Provided data
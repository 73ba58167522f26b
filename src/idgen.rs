//! Identifier and idempotency-key generation.
//!
//! Ids are `{prefix}-{millis}-{seq}-{rand}`: UTC millisecond timestamp, a
//! process-wide sequence tick, and a 4-digit random suffix. The sequence
//! component guarantees within-run uniqueness; the service is still free to
//! deduplicate whatever it wants on its side.

use std::sync::atomic::{AtomicU64, Ordering};

use chrono::Utc;
use rand::Rng;

static SEQUENCE: AtomicU64 = AtomicU64::new(0);

/// Generate a collision-resistant identifier with the given prefix.
pub fn gen_id(prefix: &str) -> String {
    let millis = Utc::now().timestamp_millis();
    let seq = SEQUENCE.fetch_add(1, Ordering::Relaxed);
    let suffix: u32 = rand::thread_rng().gen_range(1000..10000);
    format!("{}-{}-{}-{}", prefix, millis, seq, suffix)
}

/// Fresh wallet id (`wallet-...`).
pub fn wallet_id() -> String {
    gen_id("wallet")
}

/// Fresh owner id (`user-...`).
pub fn owner_id() -> String {
    gen_id("user")
}

/// Fresh idempotency key (`idem-...`), one per mutating request.
pub fn idempotency_key() -> String {
    gen_id("idem")
}

#[cfg(test)]
mod tests {
    use std::collections::HashSet;

    use super::*;

    #[test]
    fn test_id_has_prefix_and_parts() {
        let id = gen_id("wallet");
        assert!(id.starts_with("wallet-"));
        assert_eq!(id.split('-').count(), 4);
    }

    #[test]
    fn test_no_collisions_in_10k_generations() {
        let mut seen = HashSet::new();
        for _ in 0..10_000 {
            assert!(seen.insert(idempotency_key()), "duplicate idempotency key");
        }
    }

    #[test]
    fn test_distinct_prefixes() {
        assert!(wallet_id().starts_with("wallet-"));
        assert!(owner_id().starts_with("user-"));
        assert!(idempotency_key().starts_with("idem-"));
    }
}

Task prompt
Every line in the data that holds the string "Fresh" should be returned.

Written answer
/// Fresh wallet id (`wallet-...`).
/// Fresh owner id (`user-...`).
/// Fresh idempotency key (`idem-...`), one per mutating request.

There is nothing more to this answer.